BEGIN Data under study

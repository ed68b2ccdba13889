mod api;
mod middleware;

use std::sync::Arc;

use agit_geocoder::{GeocoderConfig, KakaoGeocoder};
use tracing_subscriber::EnvFilter;

use crate::{
    api::{build_app, AppState},
    middleware::RateLimitState,
};

#[tokio::main]
async fn main() -> anyhow::Result<()> {
    dotenvy::dotenv().ok();
    let config = Arc::new(agit_core::load_app_config()?);
    let env_filter = EnvFilter::try_from_default_env()
        .or_else(|_| EnvFilter::try_new(config.log_level.clone()))?;
    tracing_subscriber::fmt().with_env_filter(env_filter).init();

    let pool_config = agit_db::PoolConfig::from_app_config(&config);
    let pool = agit_db::connect_pool(&config.database_url, pool_config).await?;
    agit_db::run_migrations(&pool).await?;

    let public_sources = Arc::new(agit_core::load_public_sources(
        &config.public_sources_path,
    )?);
    let geocoder = init_geocoder(&config).await;

    let rate_limit = RateLimitState::per_minute(config.rate_limit_per_minute);
    let state = AppState {
        pool,
        config: Arc::clone(&config),
        geocoder,
        public_sources,
    };
    let app = build_app(state, rate_limit);

    let listener = tokio::net::TcpListener::bind(config.bind_addr).await?;
    tracing::info!(addr = %config.bind_addr, env = %config.env, "agit-server listening");
    axum::serve(listener, app)
        .with_graceful_shutdown(shutdown_signal())
        .await?;
    Ok(())
}

/// Geocoding is optional: a missing key or a failed probe leaves it disabled.
async fn init_geocoder(config: &agit_core::AppConfig) -> Option<Arc<KakaoGeocoder>> {
    let Some(geocoder_config) = GeocoderConfig::from_app_config(config) else {
        tracing::warn!("KAKAO_REST_API_KEY not set; geocoding endpoints disabled");
        return None;
    };

    match KakaoGeocoder::initialize(geocoder_config).await {
        Ok(geocoder) => Some(Arc::new(geocoder)),
        Err(e) => {
            tracing::warn!(error = %e, "geocoder initialization failed; geocoding disabled");
            None
        }
    }
}

async fn shutdown_signal() {
    let ctrl_c = async {
        if let Err(e) = tokio::signal::ctrl_c().await {
            tracing::error!(error = %e, "failed to listen for ctrl-c");
            std::future::pending::<()>().await;
        }
    };

    #[cfg(unix)]
    let terminate = async {
        match tokio::signal::unix::signal(tokio::signal::unix::SignalKind::terminate()) {
            Ok(mut signal) => {
                signal.recv().await;
            }
            Err(e) => {
                tracing::error!(error = %e, "failed to install SIGTERM handler");
                std::future::pending::<()>().await;
            }
        }
    };

    #[cfg(not(unix))]
    let terminate = std::future::pending::<()>();

    tokio::select! {
        () = ctrl_c => {},
        () = terminate => {},
    }

    tracing::info!("received shutdown signal, starting graceful shutdown");
}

END Data under study

# [Exercise goal]
From the preceding material, extract every line exactly.

# [Answer box]
repository ed68b2ccdba13889
mod api;
mod middleware;

use std::sync::Arc;

use agit_geocoder::{GeocoderConfig, KakaoGeocoder};
use tracing_subscriber::EnvFilter;

use crate::{
    api::{build_app, AppState},
    middleware::RateLimitState,
};

#[tokio::main]
async fn main() -> anyhow::Result<()> {
    dotenvy::dotenv().ok();
    let config = Arc::new(agit_core::load_app_config()?);
    let env_filter = EnvFilter::try_from_default_env()
        .or_else(|_| EnvFilter::try_new(config.log_level.clone()))?;
    tracing_subscriber::fmt().with_env_filter(env_filter).init();

    let pool_config = agit_db::PoolConfig::from_app_config(&config);
    let pool = agit_db::connect_pool(&config.database_url, pool_config).await?;
    agit_db::run_migrations(&pool).await?;

    let public_sources = Arc::new(agit_core::load_public_sources(
        &config.public_sources_path,
    )?);
    let geocoder = init_geocoder(&config).await;

    let rate_limit = RateLimitState::per_minute(config.rate_limit_per_minute);
    let state = AppState {
        pool,
        config: Arc::clone(&config),
        geocoder,
        public_sources,
    };
    let app = build_app(state, rate_limit);

    let listener = tokio::net::TcpListener::bind(config.bind_addr).await?;
    tracing::info!(addr = %config.bind_addr, env = %config.env, "agit-server listening");
    axum::serve(listener, app)
        .with_graceful_shutdown(shutdown_signal())
        .await?;
    Ok(())
}

/// Geocoding is optional: a missing key or a failed probe leaves it disabled.
async fn init_geocoder(config: &agit_core::AppConfig) -> Option<Arc<KakaoGeocoder>> {
    let Some(geocoder_config) = GeocoderConfig::from_app_config(config) else {
        tracing::warn!("KAKAO_REST_API_KEY not set; geocoding endpoints disabled");
        return None;
    };

    match KakaoGeocoder::initialize(geocoder_config).await {
        Ok(geocoder) => Some(Arc::new(geocoder)),
        Err(e) => {
            tracing::warn!(error = %e, "geocoder initialization failed; geocoding disabled");
            None
        }
    }
}

async fn shutdown_signal() {
    let ctrl_c = async {
        if let Err(e) = tokio::signal::ctrl_c().await {
            tracing::error!(error = %e, "failed to listen for ctrl-c");
            std::future::pending::<()>().await;
        }
    };

    #[cfg(unix)]
    let terminate = async {
        match tokio::signal::unix::signal(tokio::signal::unix::SignalKind::terminate()) {
            Ok(mut signal) => {
                signal.recv().await;
            }
            Err(e) => {
                tracing::error!(error = %e, "failed to install SIGTERM handler");
                std::future::pending::<()>().await;
            }
        }
    };

    #[cfg(not(unix))]
    let terminate = std::future::pending::<()>();

    tokio::select! {
        () = ctrl_c => {},
        () = terminate => {},
    }

    tracing::info!("received shutdown signal, starting graceful shutdown");
}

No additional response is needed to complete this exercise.